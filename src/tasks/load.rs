//! Reference load subtask: copy a job database into the org, step by step.
//!
//! Lookup columns hold local ids; they are translated to org ids through the job database's
//! `<Object>_sf_ids` tables, which this task fills as it inserts. A lookup that cannot be
//! translated is a row error.

use anyhow::{Context, Result};
use rusqlite::Connection;
use serde_json::Value;
use std::collections::HashMap;
use std::path::PathBuf;

use crate::engine::db_ops::{
    create_table, open_db_url, quote_ident, sf_ids_table, table_columns, table_exists,
};
use crate::errors::PipelineError;
use crate::org::{OrgClient, connect};
use crate::queue::CONNECTED_APP_SERVICE;
use crate::tasks::generate::LOCAL_ID_FIELD;
use crate::tasks::mapping::{Mapping, MappingStep};
use crate::tasks::{Task, TaskContext};
use crate::utils::config::DB_INSERT_BATCH_SIZE;
use crate::{BulkMode, LoadResults, StepResult, StepStatus, TaskOptions};

const SF_ID_FIELD: &str = "sf_id";

pub struct LoadData {
    mapping: PathBuf,
    database_url: String,
    reset_oids: bool,
    bulk_mode: BulkMode,
    ignore_row_errors: bool,
    drop_missing_schema: bool,
}

impl LoadData {
    pub fn from_options(options: &TaskOptions) -> Result<Self> {
        let bulk_mode = match options.get_str("bulk_mode") {
            Some(s) => s.parse()?,
            None => BulkMode::default(),
        };
        Ok(Self {
            mapping: options.require_path("mapping")?,
            database_url: options.require_str("database_url")?.to_string(),
            reset_oids: options.get_bool("reset_oids")?.unwrap_or(true),
            bulk_mode,
            ignore_row_errors: options.get_bool("ignore_row_errors")?.unwrap_or(false),
            drop_missing_schema: options.get_bool("drop_missing_schema")?.unwrap_or(false),
        })
    }
}

impl Task for LoadData {
    fn run(&mut self, ctx: &TaskContext<'_>) -> Result<Option<Value>> {
        match ctx.keychain.get_service(CONNECTED_APP_SERVICE) {
            Ok(app) => ctx.log.info(format!("Using connected app {}", app.client_id)),
            Err(_) => ctx.log.info("No connected app; using org connection as given"),
        }
        let mapping = Mapping::load(&self.mapping)?;
        let mut conn = open_db_url(&self.database_url)?;
        let mut org = connect(ctx.org)?;
        ctx.log.info(format!(
            "Loading {} steps into org `{}` ({} mode)",
            mapping.steps.len(),
            ctx.org.name,
            self.bulk_mode
        ));

        if self.reset_oids {
            for step in &mapping.steps {
                let table = sf_ids_table(&step.sobject);
                conn.execute_batch(&format!("DROP TABLE IF EXISTS {}", quote_ident(&table)))
                    .with_context(|| format!("reset {table}"))?;
            }
        }

        let mut results = LoadResults::default();
        for step in &mapping.steps {
            let result = self.load_step(ctx, &mut conn, org.as_mut(), step)?;
            ctx.log.info(format!(
                "{}: {} processed, {} row errors",
                step.name(),
                result.records_processed,
                result.total_row_errors
            ));
            results.step_results.insert(step.name(), result);
        }
        Ok(Some(serde_json::to_value(&results)?))
    }
}

impl LoadData {
    /// Columns of `step` the org can take, creating schema when the org allows it.
    fn prepare_schema(
        &self,
        ctx: &TaskContext<'_>,
        org: &mut dyn OrgClient,
        step: &MappingStep,
    ) -> Result<Option<Vec<String>>> {
        let wanted = step.columns();
        let existing = org.describe(&step.sobject)?;
        if org.allows_schema_changes() {
            org.create_fields(&step.sobject, &wanted)?;
            return Ok(Some(wanted));
        }
        let Some(existing) = existing else {
            if self.drop_missing_schema {
                ctx.log.warn(format!("Skipping {}: not in the org", step.sobject));
                return Ok(None);
            }
            return Err(PipelineError::BulkData(format!(
                "Object `{}` does not exist in the org",
                step.sobject
            ))
            .into());
        };
        let (present, missing): (Vec<String>, Vec<String>) =
            wanted.into_iter().partition(|c| existing.contains(c));
        if !missing.is_empty() {
            if !self.drop_missing_schema {
                return Err(PipelineError::BulkData(format!(
                    "Fields missing from {} in the org: {}",
                    step.sobject,
                    missing.join(", ")
                ))
                .into());
            }
            ctx.log.warn(format!(
                "Dropping fields missing from {}: {}",
                step.sobject,
                missing.join(", ")
            ));
        }
        Ok(Some(present))
    }

    fn load_step(
        &self,
        ctx: &TaskContext<'_>,
        conn: &mut Connection,
        org: &mut dyn OrgClient,
        step: &MappingStep,
    ) -> Result<StepResult> {
        let mut result = StepResult {
            sobject: step.sobject.clone(),
            status: StepStatus::Success,
            records_processed: 0,
            total_row_errors: 0,
        };
        if !table_exists(conn, &step.table)? {
            return Ok(result);
        }
        let Some(columns) = self.prepare_schema(ctx, org, step)? else {
            return Ok(result);
        };
        let local_columns = table_columns(conn, &step.table)?;
        let columns: Vec<String> = columns
            .into_iter()
            .filter(|c| local_columns.contains(c))
            .collect();

        let ids_table = sf_ids_table(&step.sobject);
        create_table(conn, &ids_table, LOCAL_ID_FIELD, false, &[SF_ID_FIELD.to_string()])?;

        let mut lookups = self.lookup_maps(conn, step)?;
        let rows = read_pending_rows(conn, step, &columns, &ids_table)?;

        // A row may point at the previous row of its own object, which must be in the org first.
        let self_lookups: Vec<String> = step
            .lookups
            .iter()
            .filter(|(_, target)| **target == step.sobject)
            .map(|(field, _)| field.clone())
            .collect();
        let chunk_size = if self_lookups.is_empty() {
            DB_INSERT_BATCH_SIZE
        } else {
            1
        };

        let mut first_error: Option<String> = None;
        for chunk in rows.chunks(chunk_size) {
            let mut ready: Vec<(i64, Vec<Option<String>>)> = Vec::with_capacity(chunk.len());
            for (local_id, values) in chunk {
                match translate_lookups(step, &columns, values, &lookups) {
                    Ok(values) => ready.push((*local_id, values)),
                    Err(msg) => {
                        result.total_row_errors += 1;
                        first_error
                            .get_or_insert_with(|| format!("record with id {local_id}: {msg}"));
                    }
                }
            }
            let values: Vec<Vec<Option<String>>> = ready.iter().map(|(_, v)| v.clone()).collect();
            let outcomes = org.insert_rows(&step.sobject, &columns, &values)?;
            let mut inserted: Vec<(i64, String)> = Vec::with_capacity(outcomes.len());
            for ((local_id, _), outcome) in ready.iter().zip(outcomes) {
                match outcome {
                    Ok(sf_id) => inserted.push((*local_id, sf_id)),
                    Err(msg) => {
                        result.total_row_errors += 1;
                        first_error
                            .get_or_insert_with(|| format!("record with id {local_id}: {msg}"));
                    }
                }
            }
            record_sf_ids(conn, &ids_table, &inserted)?;
            for field in &self_lookups {
                if let Some(ids) = lookups.get_mut(field) {
                    for (local_id, sf_id) in &inserted {
                        ids.insert(local_id.to_string(), sf_id.clone());
                    }
                }
            }
            result.records_processed += chunk.len() as u64;
        }

        if result.total_row_errors > 0 {
            result.status = StepStatus::Failure;
            if !self.ignore_row_errors
                && let Some(msg) = first_error
            {
                return Err(PipelineError::BulkData(format!(
                    "{}: {} row errors, first on {msg}",
                    step.name(),
                    result.total_row_errors
                ))
                .into());
            }
        }
        Ok(result)
    }

    /// Lookup field -> (local id -> org id), from the target's id-mapping table.
    fn lookup_maps(
        &self,
        conn: &Connection,
        step: &MappingStep,
    ) -> Result<HashMap<String, HashMap<String, String>>> {
        let mut maps = HashMap::new();
        for (field, target) in &step.lookups {
            let table = sf_ids_table(target);
            let mut ids = HashMap::new();
            if table_exists(conn, &table)? {
                let sql = format!(
                    "SELECT {}, {} FROM {}",
                    quote_ident(LOCAL_ID_FIELD),
                    quote_ident(SF_ID_FIELD),
                    quote_ident(&table)
                );
                let mut stmt = conn.prepare(&sql)?;
                let rows = stmt.query_map([], |row| {
                    Ok((row.get::<_, i64>(0)?, row.get::<_, String>(1)?))
                })?;
                for row in rows {
                    let (local, sf_id) = row?;
                    ids.insert(local.to_string(), sf_id);
                }
            }
            maps.insert(field.clone(), ids);
        }
        Ok(maps)
    }
}

/// Rows of the step's table that have no org id yet, ordered by local id.
fn read_pending_rows(
    conn: &Connection,
    step: &MappingStep,
    columns: &[String],
    ids_table: &str,
) -> Result<Vec<(i64, Vec<Option<String>>)>> {
    let mut select = vec![format!("t.{}", quote_ident(LOCAL_ID_FIELD))];
    select.extend(columns.iter().map(|c| format!("t.{}", quote_ident(c))));
    let sql = format!(
        "SELECT {} FROM {} t WHERE t.{id} NOT IN (SELECT {id} FROM {}) ORDER BY t.{id}",
        select.join(", "),
        quote_ident(&step.table),
        quote_ident(ids_table),
        id = quote_ident(LOCAL_ID_FIELD),
    );
    let mut stmt = conn
        .prepare(&sql)
        .with_context(|| format!("read {}", step.table))?;
    let n = columns.len();
    let rows = stmt.query_map([], |row| {
        let id: i64 = row.get(0)?;
        let mut values = Vec::with_capacity(n);
        for i in 0..n {
            values.push(row.get::<_, Option<String>>(i + 1)?);
        }
        Ok((id, values))
    })?;
    let mut out = Vec::new();
    for row in rows {
        out.push(row?);
    }
    Ok(out)
}

fn translate_lookups(
    step: &MappingStep,
    columns: &[String],
    values: &[Option<String>],
    lookups: &HashMap<String, HashMap<String, String>>,
) -> std::result::Result<Vec<Option<String>>, String> {
    let mut out = Vec::with_capacity(values.len());
    for (column, value) in columns.iter().zip(values) {
        let translated = match (lookups.get(column), value) {
            (Some(ids), Some(local)) => match ids.get(local) {
                Some(sf_id) => Some(sf_id.clone()),
                None => {
                    let target = step.lookups.get(column).map(String::as_str).unwrap_or("?");
                    return Err(format!("{column} -> {target} {local} was not loaded"));
                }
            },
            _ => value.clone(),
        };
        out.push(translated);
    }
    Ok(out)
}

fn record_sf_ids(conn: &mut Connection, ids_table: &str, inserted: &[(i64, String)]) -> Result<()> {
    if inserted.is_empty() {
        return Ok(());
    }
    let sql = format!(
        "INSERT OR REPLACE INTO {} ({}, {}) VALUES (?1, ?2)",
        quote_ident(ids_table),
        quote_ident(LOCAL_ID_FIELD),
        quote_ident(SF_ID_FIELD)
    );
    let tx = conn.transaction().context("begin transaction")?;
    {
        let mut stmt = tx.prepare(&sql)?;
        for (local_id, sf_id) in inserted {
            stmt.execute((local_id, sf_id))
                .with_context(|| format!("record id mapping in {ids_table}"))?;
        }
    }
    tx.commit().context("commit transaction")?;
    Ok(())
}
//! Point-in-time view of a data load, derived from queue directories. Never persisted.

use serde::Serialize;
use std::fmt::Write as _;
use std::time::Duration;

#[derive(Clone, Debug, Default, PartialEq, Serialize)]
pub struct UploadStatus {
    /// Latest org count of the run-until object, when one is being polled.
    pub confirmed_count_in_org: Option<u64>,
    pub target_count: u64,
    /// Portion size of the newest generator job.
    pub base_batch_size: u64,
    pub sets_queued_to_be_generated: u64,
    pub sets_being_generated: u64,
    pub sets_queued_for_loading: u64,
    pub sets_being_loaded: u64,
    /// Loaded sets, including those loaded while preparing the template.
    pub sets_finished: u64,
    /// Failed job directories (generation and load).
    pub sets_failed: usize,
    pub user_max_num_generator_workers: usize,
    pub user_max_num_loader_workers: usize,
    pub inprogress_generator_jobs: usize,
    pub inprogress_loader_jobs: usize,
    pub data_gen_free_workers: usize,
    #[serde(skip)]
    pub elapsed: Duration,
}

impl UploadStatus {
    /// Everything queued, running or finished. Compared against the target to decide when to
    /// stop admitting work.
    pub fn total_sets_working_on_or_uploaded(&self) -> u64 {
        self.sets_queued_to_be_generated
            + self.sets_being_generated
            + self.sets_queued_for_loading
            + self.sets_being_loaded
            + self.sets_finished
    }

    pub fn total_in_flight(&self) -> u64 {
        self.sets_queued_to_be_generated
            + self.sets_being_generated
            + self.sets_queued_for_loading
            + self.sets_being_loaded
    }

    /// Multi-line report. `detailed` adds the internal counters.
    pub fn display(&self, detailed: bool) -> String {
        let mut out = String::from("**** Progress Totals ****\n");
        let _ = writeln!(out, "Target Count: {}", self.target_count);
        let _ = writeln!(
            out,
            "Total Sets Working On Or Uploaded: {}",
            self.total_sets_working_on_or_uploaded()
        );
        let _ = writeln!(out, "Sets Finished: {}", self.sets_finished);
        let _ = writeln!(out, "Sets Failed: {}", self.sets_failed);
        if let Some(count) = self.confirmed_count_in_org {
            let _ = writeln!(out, "Confirmed Count In Org: {count}");
        }
        out.push_str("\n**** Queue Stats ****\n");
        let _ = writeln!(
            out,
            "Inprogress Generator Jobs: {}",
            self.inprogress_generator_jobs
        );
        let _ = writeln!(out, "Inprogress Loader Jobs: {}", self.inprogress_loader_jobs);
        let _ = write!(out, "Elapsed: {}s", self.elapsed.as_secs());
        if detailed {
            out.push_str("\n\n**** Internal Counters ****\n");
            let _ = writeln!(out, "Base Batch Size: {}", self.base_batch_size);
            let _ = writeln!(
                out,
                "Sets Queued To Be Generated: {}",
                self.sets_queued_to_be_generated
            );
            let _ = writeln!(out, "Sets Being Generated: {}", self.sets_being_generated);
            let _ = writeln!(out, "Sets Queued For Loading: {}", self.sets_queued_for_loading);
            let _ = writeln!(out, "Sets Being Loaded: {}", self.sets_being_loaded);
            let _ = writeln!(
                out,
                "User Max Num Generator Workers: {}",
                self.user_max_num_generator_workers
            );
            let _ = writeln!(
                out,
                "User Max Num Loader Workers: {}",
                self.user_max_num_loader_workers
            );
            let _ = write!(out, "Data Gen Free Workers: {}", self.data_gen_free_workers);
        }
        out
    }
}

----------

| Assignment |
Repeat word for word the lines above that run from the line containing "target's id-mapping table." through the line containing "let mut maps = HashMap::new();", both ends included, and nothing else.

| Solution to the problem |
    /// Lookup field -> (local id -> org id), from the target's id-mapping table.
    fn lookup_maps(
        &self,
        conn: &Connection,
        step: &MappingStep,
    ) -> Result<HashMap<String, HashMap<String, String>>> {
        let mut maps = HashMap::new();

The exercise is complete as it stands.